TelstraSuper
- Industry: Superannuation
- Headquarters: Melbourne, Australia
- Key people: Chris Davies (CEO), Paul Curtin (CFO), Graeme Miller (CIO), Anne-Marie O’Loghlin (Chair of the Board)
- Website: www.telstrasuper.com.au

= Telstra Super =

Australian superannuation fund

TelstraSuper is an Australian superannuation fund headquartered in Melbourne, Victoria.

Originally established in 1994 for Telstra employees, TelstraSuper opened its membership to the public in 2022. It's Australia's largest corporate superannuation fund with over $23 billion in assets invested on behalf of members.

TelstraSuper members can access a range of services including online tools and calculators, personalised dashboards, insurance, webinars, seminars and more. They can also get help about their TelstraSuper account over the phone at no additional cost - it's part of the membership.

TelstraSuper members can access comprehensive financial advice through TelstraSuper Financial Planning.

==History==
TelstraSuper was established in 1990 and has grown to become Australia's largest corporate super fund. The fund was initially established for the sole benefit of Telecom employees and named the Telecom Superannuation Scheme.

After being renamed the Telstra Superannuation Scheme in 1996, the fund extended its membership eligibility in 2007 to include former Telstra employees and the eligible family of existing Telstra Super members.

In December 2024, TelstraSuper announced it had signed a binding Heads of Agreement to merge with Equip Super.

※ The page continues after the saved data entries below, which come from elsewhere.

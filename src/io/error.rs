//! Errors shared by the output sinks

use thiserror::Error;

/// Failure to hand a record or alert to its destination
#[derive(Debug, Error)]
pub enum SinkError {
    #[error("Sink unavailable: {0}")]
    Unavailable(String),

    #[error("I/O error: {0}")]
    Io(#[from] std::io::Error),

    #[error("Serialization error: {0}")]
    Serialize(#[from] serde_json::Error),

    #[cfg(feature = "postgres")]
    #[error("Database error: {0}")]
    Database(#[from] sqlx::Error),
}
//! Sensor simulator - streams synthetic profile frames over UDP
//!
//! Lets the gateway run end to end without the laser sensor. Each frame
//! advances the encoder by `--pulse-step`; the belt center can drift
//! sinusoidally to exercise the alignment alerts, and a fraction of frames
//! can be sent with an implausible distance or as duplicates.
//!
//! Usage:
//!   cargo run --bin sensor-sim -- --target 127.0.0.1:50000 --drift-mm 25

use clap::Parser;
use conveyor_gateway::domain::SensorFrame;
use conveyor_gateway::io::encode_frame;
use std::time::Duration;
use tokio::net::UdpSocket;
use tracing::{debug, info};
use tracing_subscriber::fmt::time::UtcTime;
use tracing_subscriber::EnvFilter;

#[derive(Parser, Debug)]
#[command(name = "sensor-sim")]
#[command(about = "Laser profile sensor simulator for local testing")]
struct Args {
    /// Gateway UDP address
    #[arg(short, long, default_value = "127.0.0.1:50000")]
    target: String,

    /// Milliseconds between frames
    #[arg(long, default_value = "100")]
    period_ms: u64,

    /// Encoder pulses per frame
    #[arg(long, default_value = "50")]
    pulse_step: u32,

    /// Starting encoder pulse count
    #[arg(long, default_value = "0")]
    start_pulse: u32,

    /// Material cross-section area (mm²)
    #[arg(long, default_value = "500.0")]
    area: f32,

    /// Sensor-to-belt distance (mm)
    #[arg(long, default_value = "50.0")]
    distance: f32,

    /// Static belt center offset (mm, positive = right)
    #[arg(long, default_value = "0.0", allow_hyphen_values = true)]
    offset_mm: f32,

    /// Amplitude of a sinusoidal center drift (mm)
    #[arg(long, default_value = "0.0")]
    drift_mm: f32,

    /// Drift period (seconds)
    #[arg(long, default_value = "60.0")]
    drift_period_secs: f32,

    /// Send every Nth frame with an out-of-band distance (0 = never)
    #[arg(long, default_value = "0")]
    out_of_band_every: u64,

    /// Repeat every Nth frame's pulse count (0 = never)
    #[arg(long, default_value = "0")]
    duplicate_every: u64,

    /// Stop after this many frames (0 = run forever)
    #[arg(long, default_value = "0")]
    count: u64,
}

/// Edge offsets for a belt whose center sits `offset_mm` off the sensor axis
///
/// The gateway's center position is `(right + left) / 20`, so an offset of
/// ±5 mm is the edge of the centered zone and ±10 mm the edge of the far zones.
fn alignment_for_offset(offset_mm: f32) -> (f32, f32) {
    (offset_mm + 10.0, offset_mm - 10.0)
}

#[tokio::main]
async fn main() -> anyhow::Result<()> {
    let filter = EnvFilter::try_from_default_env().unwrap_or_else(|_| EnvFilter::new("info"));
    tracing_subscriber::fmt()
        .with_env_filter(filter)
        .with_timer(UtcTime::rfc_3339())
        .with_target(false)
        .init();

    let args = Args::parse();
    let socket = UdpSocket::bind("0.0.0.0:0").await?;
    socket.connect(&args.target).await?;

    info!(
        target = %args.target,
        period_ms = args.period_ms,
        pulse_step = args.pulse_step,
        drift_mm = args.drift_mm,
        "sensor_sim_started"
    );

    let mut interval = tokio::time::interval(Duration::from_millis(args.period_ms.max(1)));
    let mut pulse = args.start_pulse;
    let mut sent: u64 = 0;
    let started = tokio::time::Instant::now();

    loop {
        tokio::select! {
            _ = tokio::signal::ctrl_c() => {
                info!(frames = sent, "sensor_sim_stopped");
                return Ok(());
            }
            _ = interval.tick() => {}
        }

        sent += 1;
        let duplicate = args.duplicate_every > 0 && sent % args.duplicate_every == 0;
        if !duplicate {
            pulse = pulse.wrapping_add(args.pulse_step);
        }

        let elapsed = started.elapsed().as_secs_f32();
        let phase = elapsed / args.drift_period_secs.max(0.001) * std::f32::consts::TAU;
        let offset_mm = args.offset_mm + args.drift_mm * phase.sin();
        let (right_align, left_align) = alignment_for_offset(offset_mm);

        let distance = if args.out_of_band_every > 0 && sent % args.out_of_band_every == 0 {
            args.distance + 40.0
        } else {
            args.distance
        };

        let frame = SensorFrame {
            area: args.area,
            right_align,
            left_align,
            profile_count: sent as u32,
            pulse_count: pulse,
            distance,
        };
        socket.send(&encode_frame(&frame)).await?;
        debug!(pulse = pulse, right_align = right_align, left_align = left_align, "frame_sent");

        if args.count > 0 && sent >= args.count {
            info!(frames = sent, "sensor_sim_finished");
            return Ok(());
        }
    }
}
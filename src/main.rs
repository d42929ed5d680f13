//! BrandLens - Brand Share-of-Voice & Sentiment Explorer
//!
//! Loads brand metrics from CSV (with built-in sample data as fallback)
//! and serves an interactive command loop with bar-chart windows.

mod charts;
mod data;
mod gui;
mod repl;

use std::io;
use std::path::PathBuf;

use anyhow::Context;
use clap::Parser;
use tracing_subscriber::EnvFilter;

use charts::ChartKind;
use data::{DataLoader, DEFAULT_DATA_FILE};
use repl::{ChartDisplay, ReplSession};

#[derive(Parser, Debug)]
#[command(name = "brandlens", version, about = "Brand Share-of-Voice & Sentiment Explorer")]
struct Args {
    /// CSV file with brand metrics; sample data is used when it does not exist
    #[arg(default_value = DEFAULT_DATA_FILE)]
    data: PathBuf,

    /// Render one chart window and exit (used for spawned viewer processes)
    #[arg(long, hide = true, value_enum)]
    chart: Option<ChartKind>,
}

fn main() -> anyhow::Result<()> {
    tracing_subscriber::fmt()
        .with_env_filter(
            EnvFilter::try_from_default_env().unwrap_or_else(|_| EnvFilter::new("info")),
        )
        .init();

    let args = Args::parse();

    let table = DataLoader::new(&args.data)
        .load()
        .with_context(|| format!("loading brand metrics from {}", args.data.display()))?;

    if let Some(kind) = args.chart {
        return gui::run_chart_window(kind, &table)
            .map_err(|e| anyhow::anyhow!("chart window failed: {e}"));
    }

    let session = ReplSession::new(table, ChartDisplay::detect(), args.data);
    let stdin = io::stdin();
    let stdout = io::stdout();
    session.run(&mut stdin.lock(), &mut stdout.lock())
}
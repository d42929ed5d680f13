//! Chart Window Module
//! A dedicated viewer window for one chart, run in its own process.

use std::path::Path;
use std::process::Command;

use anyhow::{bail, Context};
use tracing::info;

use crate::charts::{BarSeries, ChartKind, ChartPlotter};
use crate::data::BrandTable;

/// Shows a single bar chart until the user closes the window.
struct ChartWindow {
    series: BarSeries,
}

impl eframe::App for ChartWindow {
    fn update(&mut self, ctx: &egui::Context, _frame: &mut eframe::Frame) {
        egui::CentralPanel::default().show(ctx, |ui| {
            ui.heading(&self.series.title);
            ui.separator();
            ChartPlotter::draw_bar_chart(ui, &self.series);
        });
    }
}

/// Run the viewer event loop on the current thread. Returns when the
/// window is closed.
pub fn run_chart_window(kind: ChartKind, table: &BrandTable) -> eframe::Result<()> {
    let series = BarSeries::from_table(kind, table);

    let options = eframe::NativeOptions {
        viewport: egui::ViewportBuilder::default()
            .with_inner_size([800.0, 500.0])
            .with_min_inner_size([480.0, 320.0]),
        ..Default::default()
    };

    eframe::run_native(
        kind.title(),
        options,
        Box::new(move |_cc| Ok(Box::new(ChartWindow { series }))),
    )
}

/// Spawn the viewer as a child process and block until it is closed.
/// Each window gets a fresh process because the windowing event loop
/// can only be started once per process.
pub fn open_chart_window(kind: ChartKind, data_path: &Path) -> anyhow::Result<()> {
    let exe = std::env::current_exe().context("locate current executable")?;

    info!("opening {kind} chart window");
    let status = Command::new(exe)
        .arg("--chart")
        .arg(kind.to_string())
        .arg(data_path)
        .status()
        .context("launch chart window process")?;

    if !status.success() {
        bail!("chart window exited with {status}");
    }
    Ok(())
}

/// Best-effort check for a usable display server.
pub fn display_available() -> bool {
    if cfg!(any(target_os = "windows", target_os = "macos")) {
        return true;
    }
    std::env::var_os("DISPLAY").is_some() || std::env::var_os("WAYLAND_DISPLAY").is_some()
}
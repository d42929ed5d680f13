//! Text Chart Renderer
//! Renders a bar series as Unicode bars for terminals without a display.

use crate::charts::BarSeries;

/// Width of the longest bar, in block characters.
const BAR_WIDTH: usize = 40;

pub struct TextChartRenderer;

impl TextChartRenderer {
    /// Render the series as a titled block of horizontal labelled bars.
    /// Series with negative values get a centered zero axis; bars then
    /// extend left or right of it.
    pub fn render(series: &BarSeries) -> String {
        let mut out = String::new();
        let rule_width = series.title.chars().count().max(BAR_WIDTH);

        out.push_str(&series.title);
        out.push('\n');
        Self::push_rule(&mut out, rule_width);

        let present: Vec<f64> = series.values.iter().flatten().copied().collect();
        if present.is_empty() {
            out.push_str("  (no data)\n");
        } else {
            let label_width = series
                .labels
                .iter()
                .map(|l| l.chars().count())
                .max()
                .unwrap_or(0);
            let bipolar = present.iter().any(|v| *v < 0.0);
            let max_abs = present.iter().fold(0.0f64, |acc, v| acc.max(v.abs()));

            for (label, value) in series.labels.iter().zip(&series.values) {
                let line = if bipolar {
                    Self::bipolar_line(label, *value, label_width, max_abs)
                } else {
                    Self::positive_line(label, *value, label_width, max_abs)
                };
                out.push_str(&line);
                out.push('\n');
            }
        }

        Self::push_rule(&mut out, rule_width);
        out.push_str(&format!("  {} / {}\n", series.x_label, series.y_label));
        out
    }

    fn positive_line(label: &str, value: Option<f64>, label_width: usize, max_abs: f64) -> String {
        let prefix = format!("  {label:<label_width$} │");
        match value {
            Some(v) => {
                let len = Self::bar_len(v.abs(), max_abs, BAR_WIDTH);
                format!("{prefix}{} {v:.2}", "█".repeat(len))
            }
            None => format!("{prefix} n/a"),
        }
    }

    fn bipolar_line(label: &str, value: Option<f64>, label_width: usize, max_abs: f64) -> String {
        let half = BAR_WIDTH / 2;
        match value {
            Some(v) if v < 0.0 => {
                let len = Self::bar_len(v.abs(), max_abs, half);
                let pad = " ".repeat(half - len);
                format!("  {label:<label_width$} {pad}{}│ {v:.2}", "█".repeat(len))
            }
            Some(v) => {
                let len = Self::bar_len(v, max_abs, half);
                let pad = " ".repeat(half);
                format!("  {label:<label_width$} {pad}│{} {v:.2}", "█".repeat(len))
            }
            None => {
                let pad = " ".repeat(half);
                format!("  {label:<label_width$} {pad}│ n/a")
            }
        }
    }

    /// Bar length in blocks, proportional to the largest magnitude.
    fn bar_len(magnitude: f64, max_abs: f64, width: usize) -> usize {
        if max_abs <= 0.0 {
            return 0;
        }
        (magnitude / max_abs * width as f64).round() as usize
    }

    fn push_rule(out: &mut String, width: usize) {
        out.push_str(&"─".repeat(width));
        out.push('\n');
    }
}

#[cfg(test)]
mod tests {
    use super::*;
    use crate::charts::{BarSeries, ChartKind};
    use crate::data::{BrandRecord, BrandTable};

    fn sample_table() -> BrandTable {
        let brands = ["Atomberg", "Havells", "Crompton", "Orient", "Usha"];
        let sov = [37.5, 25.0, 100.0 / 6.0, 12.5, 100.0 / 12.0];
        let sentiment = [0.35, 0.10, -0.20, 0.05, -0.10];

        let records = brands
            .iter()
            .zip(sov)
            .zip(sentiment)
            .map(|((brand, s), a)| BrandRecord {
                brand: brand.to_string(),
                mentions: None,
                sov_percent: Some(s),
                avg_sentiment: Some(a),
            })
            .collect();
        BrandTable::new(records, true)
    }

    #[test]
    fn sov_chart_lists_brands_in_table_order() {
        let series = BarSeries::from_table(ChartKind::Sov, &sample_table());
        let out = TextChartRenderer::render(&series);

        assert!(out.starts_with("Share of Voice (SoV) — Smart Fan Search\n"));
        let positions: Vec<usize> = ["Atomberg", "Havells", "Crompton", "Orient", "Usha"]
            .iter()
            .map(|b| out.find(b).unwrap_or_else(|| panic!("{b} missing")))
            .collect();
        assert!(positions.windows(2).all(|w| w[0] < w[1]));
        assert!(out.contains("Brand / SoV (%)"));
    }

    #[test]
    fn largest_value_fills_the_full_bar_width() {
        let series = BarSeries::from_table(ChartKind::Sov, &sample_table());
        let out = TextChartRenderer::render(&series);

        let atomberg_line = out
            .lines()
            .find(|l| l.contains("Atomberg"))
            .expect("Atomberg row");
        let blocks = atomberg_line.chars().filter(|c| *c == '█').count();
        assert_eq!(blocks, 40);
        assert!(atomberg_line.ends_with("37.50"));
    }

    #[test]
    fn negative_sentiment_bars_sit_left_of_the_axis() {
        let series = BarSeries::from_table(ChartKind::Sentiment, &sample_table());
        let out = TextChartRenderer::render(&series);

        let crompton_line = out
            .lines()
            .find(|l| l.contains("Crompton"))
            .expect("Crompton row");
        let axis = crompton_line.find('│').expect("axis");
        let bar = crompton_line.find('█').expect("bar");
        assert!(bar < axis, "negative bar should precede the axis");
        assert!(crompton_line.ends_with("-0.20"));

        let atomberg_line = out
            .lines()
            .find(|l| l.contains("Atomberg"))
            .expect("Atomberg row");
        let axis = atomberg_line.find('│').expect("axis");
        let bar = atomberg_line.find('█').expect("bar");
        assert!(bar > axis, "positive bar should follow the axis");
    }

    #[test]
    fn missing_values_render_as_na_without_a_bar() {
        let table = BrandTable::new(
            vec![
                BrandRecord {
                    brand: "Alpha".to_string(),
                    mentions: None,
                    sov_percent: Some(60.0),
                    avg_sentiment: None,
                },
                BrandRecord {
                    brand: "Beta".to_string(),
                    mentions: None,
                    sov_percent: None,
                    avg_sentiment: None,
                },
            ],
            false,
        );
        let series = BarSeries::from_table(ChartKind::Sov, &table);
        let out = TextChartRenderer::render(&series);

        let beta_line = out.lines().find(|l| l.contains("Beta")).expect("Beta row");
        assert!(beta_line.contains("n/a"));
        assert!(!beta_line.contains('█'));
    }

    #[test]
    fn empty_series_says_so() {
        let series = BarSeries::from_table(ChartKind::Sov, &BrandTable::new(Vec::new(), false));
        let out = TextChartRenderer::render(&series);
        assert!(out.contains("(no data)"));
    }
}
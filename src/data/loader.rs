//! Data Loader Module
//! Loads the share-of-voice CSV with Polars, derives and validates the
//! schema, and extracts the typed brand table.

use polars::prelude::*;
use std::path::PathBuf;
use thiserror::Error;
use tracing::{info, warn};

use crate::data::table::{BrandRecord, BrandTable};

/// Data file probed when no path is given on the command line.
pub const DEFAULT_DATA_FILE: &str = "atomberg_sov_results.csv";

pub const COL_BRAND: &str = "brand";
pub const COL_MENTIONS: &str = "mentions";
pub const COL_SOV: &str = "sov_percent";
pub const COL_SENTIMENT: &str = "avg_sentiment";

/// Columns that must exist once the derivation pass has run.
const REQUIRED_COLUMNS: [&str; 3] = [COL_BRAND, COL_SOV, COL_SENTIMENT];

#[derive(Error, Debug)]
pub enum LoaderError {
    #[error("Failed to load CSV: {0}")]
    Csv(#[from] PolarsError),
    #[error("Missing columns in data: {0:?}")]
    MissingColumns(Vec<String>),
}

/// Loads the brand metrics table from a CSV file, falling back to the
/// built-in sample data when the file does not exist.
pub struct DataLoader {
    path: PathBuf,
}

impl DataLoader {
    pub fn new(path: impl Into<PathBuf>) -> Self {
        Self { path: path.into() }
    }

    /// Load the table: read the file (or fall back), derive `sov_percent`
    /// from mention counts when the source lacks it, validate the required
    /// columns, coerce the metric columns to numeric, and extract the
    /// ordered records.
    pub fn load(&self) -> Result<BrandTable, LoaderError> {
        let mut df = if self.path.exists() {
            let df = self.read_csv()?;
            info!("loaded data from {}", self.path.display());
            df
        } else {
            info!(
                "data file {} not found; using built-in sample data",
                self.path.display()
            );
            Self::sample_frame()?
        };

        let mut sov_derived = false;
        if df.column(COL_SOV).is_err() && df.column(COL_MENTIONS).is_ok() {
            df = Self::derive_sov(df)?;
            sov_derived = true;
            info!("derived {COL_SOV} from {COL_MENTIONS}");
        }

        Self::validate(&df)?;

        df = Self::coerce_numeric(df, COL_SOV)?;
        df = Self::coerce_numeric(df, COL_SENTIMENT)?;

        let table = Self::extract(&df, sov_derived)?;
        if table.is_empty() {
            warn!("data source contains no usable rows");
        }
        Ok(table)
    }

    /// Read the CSV file using Polars lazy scanning.
    fn read_csv(&self) -> PolarsResult<DataFrame> {
        LazyCsvReader::new(&self.path)
            .with_infer_schema_length(Some(10000))
            .with_ignore_errors(true)
            .finish()?
            .collect()
    }

    /// Fixed 5-brand sample used when no data file is present.
    fn sample_frame() -> PolarsResult<DataFrame> {
        DataFrame::new(vec![
            Column::new(
                COL_BRAND.into(),
                vec!["Atomberg", "Havells", "Crompton", "Orient", "Usha"],
            ),
            Column::new(COL_MENTIONS.into(), vec![45i64, 30, 20, 15, 10]),
            Column::new(COL_SENTIMENT.into(), vec![0.35, 0.10, -0.20, 0.05, -0.10]),
        ])
    }

    /// Append `sov_percent` as each row's share of the mention total.
    /// Rows without a parsable mention count, or a non-positive total,
    /// yield null.
    fn derive_sov(mut df: DataFrame) -> PolarsResult<DataFrame> {
        let mentions = df.column(COL_MENTIONS)?.cast(&DataType::Float64)?;
        let mentions_ca = mentions.f64()?;
        let total: f64 = mentions_ca.into_iter().flatten().sum();

        let sov: Vec<Option<f64>> = mentions_ca
            .into_iter()
            .map(|count| match count {
                Some(v) if total > 0.0 => Some(v / total * 100.0),
                _ => None,
            })
            .collect();

        df.with_column(Column::new(COL_SOV.into(), sov))?;
        Ok(df)
    }

    /// Check that every required column exists, naming all missing ones.
    fn validate(df: &DataFrame) -> Result<(), LoaderError> {
        let missing: Vec<String> = REQUIRED_COLUMNS
            .iter()
            .filter(|name| df.column(name).is_err())
            .map(|name| name.to_string())
            .collect();

        if missing.is_empty() {
            Ok(())
        } else {
            Err(LoaderError::MissingColumns(missing))
        }
    }

    /// Cast a column to Float64. Cells that cannot be parsed become null
    /// rather than failing the load.
    fn coerce_numeric(mut df: DataFrame, name: &str) -> PolarsResult<DataFrame> {
        let before = df.column(name)?.null_count();
        let casted = df.column(name)?.cast(&DataType::Float64)?;
        let after = casted.null_count();
        if after > before {
            warn!(
                "{} value(s) in '{}' could not be parsed as numeric",
                after - before,
                name
            );
        }
        df.with_column(casted)?;
        Ok(df)
    }

    /// Turn the validated frame into ordered records. Rows with a null
    /// brand cell are skipped; null or NaN metrics become `None`.
    fn extract(df: &DataFrame, sov_derived: bool) -> Result<BrandTable, LoaderError> {
        let brand_col = df.column(COL_BRAND)?;
        let sov_ca = df.column(COL_SOV)?.f64()?;
        let sentiment_ca = df.column(COL_SENTIMENT)?.f64()?;

        let mentions_col = match df.column(COL_MENTIONS) {
            Ok(col) => Some(col.cast(&DataType::Float64)?),
            Err(_) => None,
        };
        let mentions_ca = match mentions_col.as_ref() {
            Some(col) => Some(col.f64()?),
            None => None,
        };

        let mut records = Vec::with_capacity(df.height());
        for i in 0..df.height() {
            let value = brand_col.get(i)?;
            if value.is_null() {
                warn!("skipping row {i}: empty brand name");
                continue;
            }
            let brand = value.to_string().trim_matches('"').to_string();

            records.push(BrandRecord {
                brand,
                mentions: mentions_ca
                    .and_then(|ca| ca.get(i))
                    .filter(|v| !v.is_nan()),
                sov_percent: sov_ca.get(i).filter(|v| !v.is_nan()),
                avg_sentiment: sentiment_ca.get(i).filter(|v| !v.is_nan()),
            });
        }

        Ok(BrandTable::new(records, sov_derived))
    }
}

#[cfg(test)]
mod tests {
    use super::*;
    use anyhow::Result;
    use std::fs;
    use tempfile::tempdir;

    fn load_csv(contents: &str) -> Result<BrandTable, LoaderError> {
        let dir = tempdir().expect("create temp dir");
        let path = dir.path().join("metrics.csv");
        fs::write(&path, contents).expect("write fixture");
        DataLoader::new(&path).load()
    }

    #[test]
    fn missing_file_falls_back_to_sample_data() -> Result<()> {
        let dir = tempdir()?;
        let table = DataLoader::new(dir.path().join("absent.csv")).load()?;

        assert_eq!(table.len(), 5);
        assert!(table.sov_derived());

        let brands: Vec<&str> = table.records().iter().map(|r| r.brand.as_str()).collect();
        assert_eq!(brands, ["Atomberg", "Havells", "Crompton", "Orient", "Usha"]);

        // 45 of 120 total mentions
        let atomberg = &table.records()[0];
        assert_eq!(atomberg.sov_percent, Some(37.5));
        assert_eq!(atomberg.avg_sentiment, Some(0.35));
        Ok(())
    }

    #[test]
    fn sample_lookup_uses_derived_share() -> Result<()> {
        let dir = tempdir()?;
        let table = DataLoader::new(dir.path().join("absent.csv")).load()?;
        assert_eq!(
            table.lookup("ATOMBERG"),
            "Brand: Atomberg\nShare of Voice: 37.50%\nAverage Sentiment: 0.35"
        );
        Ok(())
    }

    #[test]
    fn explicit_columns_round_trip_exactly() -> Result<()> {
        let table = load_csv(
            "brand,sov_percent,avg_sentiment\n\
             Alpha,45.5,0.35\n\
             Beta,54.5,-0.125\n",
        )?;

        assert_eq!(table.len(), 2);
        assert!(!table.sov_derived());
        assert_eq!(table.records()[0].sov_percent, Some(45.5));
        assert_eq!(table.records()[0].avg_sentiment, Some(0.35));
        assert_eq!(table.records()[1].sov_percent, Some(54.5));
        assert_eq!(table.records()[1].avg_sentiment, Some(-0.125));
        Ok(())
    }

    #[test]
    fn derives_share_from_mentions() -> Result<()> {
        let table = load_csv(
            "brand,mentions,avg_sentiment\n\
             Alpha,45,0.35\n\
             Beta,30,0.10\n\
             Gamma,20,-0.20\n\
             Delta,15,0.05\n\
             Epsilon,10,-0.10\n",
        )?;

        assert!(table.sov_derived());
        let total: f64 = table.records().iter().filter_map(|r| r.sov_percent).sum();
        assert!(
            (total - 100.0).abs() < 1e-9,
            "derived shares sum to {total}, expected 100"
        );
        assert_eq!(table.records()[0].sov_percent, Some(37.5));
        Ok(())
    }

    #[test]
    fn explicit_share_wins_over_mentions() -> Result<()> {
        let table = load_csv(
            "brand,mentions,sov_percent,avg_sentiment\n\
             Alpha,45,60.0,0.35\n\
             Beta,30,40.0,0.10\n",
        )?;

        assert!(!table.sov_derived());
        assert_eq!(table.records()[0].sov_percent, Some(60.0));
        Ok(())
    }

    #[test]
    fn missing_sentiment_column_is_fatal() {
        let result = load_csv("brand,mentions\nAlpha,45\nBeta,30\n");
        match result {
            Err(LoaderError::MissingColumns(missing)) => {
                assert_eq!(missing, vec!["avg_sentiment".to_string()]);
            }
            other => panic!("expected MissingColumns, got {other:?}"),
        }
    }

    #[test]
    fn underivable_share_is_reported_missing() {
        // No sov_percent and no mentions: derivation is skipped and
        // validation names the absent column.
        let result = load_csv("brand,avg_sentiment\nAlpha,0.35\n");
        match result {
            Err(LoaderError::MissingColumns(missing)) => {
                assert_eq!(missing, vec!["sov_percent".to_string()]);
            }
            other => panic!("expected MissingColumns, got {other:?}"),
        }
    }

    #[test]
    fn unparsable_metrics_become_missing() -> Result<()> {
        let table = load_csv(
            "brand,sov_percent,avg_sentiment\n\
             Alpha,37.5,not_a_number\n\
             Beta,oops,0.10\n",
        )?;

        assert_eq!(table.len(), 2);
        assert_eq!(table.records()[0].sov_percent, Some(37.5));
        assert_eq!(table.records()[0].avg_sentiment, None);
        assert_eq!(table.records()[1].sov_percent, None);
        assert_eq!(table.records()[1].avg_sentiment, Some(0.10));
        Ok(())
    }

    #[test]
    fn rows_without_brand_are_skipped() -> Result<()> {
        let table = load_csv(
            "brand,sov_percent,avg_sentiment\n\
             Alpha,60.0,0.35\n\
             ,30.0,0.10\n\
             Beta,10.0,-0.20\n",
        )?;

        assert_eq!(table.len(), 2);
        assert_eq!(table.records()[0].brand, "Alpha");
        assert_eq!(table.records()[1].brand, "Beta");
        Ok(())
    }

    #[test]
    fn zero_mention_total_derives_missing_shares() -> Result<()> {
        let table = load_csv(
            "brand,mentions,avg_sentiment\n\
             Alpha,0,0.35\n\
             Beta,0,0.10\n",
        )?;

        assert!(table.sov_derived());
        assert!(table.records().iter().all(|r| r.sov_percent.is_none()));
        Ok(())
    }
}
//! GUI module - the chart viewer window

mod viewer;

pub use viewer::{display_available, open_chart_window, run_chart_window};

The fund then announced in May 2025 that this merger would not be moving forward. It signed a non-binding Memorandum of Understanding with Aware Super to explore a potential merger with the fund in July 2025.

==Structure==
TelstraSuper operates under the direction of the TelstraSuper board of directors, led by independent Chair Anne-Marie O’Loghlin. The current chief executive officer is Chris Davies, the current chief financial officer is Paul Curtin and the current chief investment officer is Graeme Miller.

TelstraSuper membership is open to everyone. The fund currently offers 10 investment options, which have generally achieved returns above the industry median.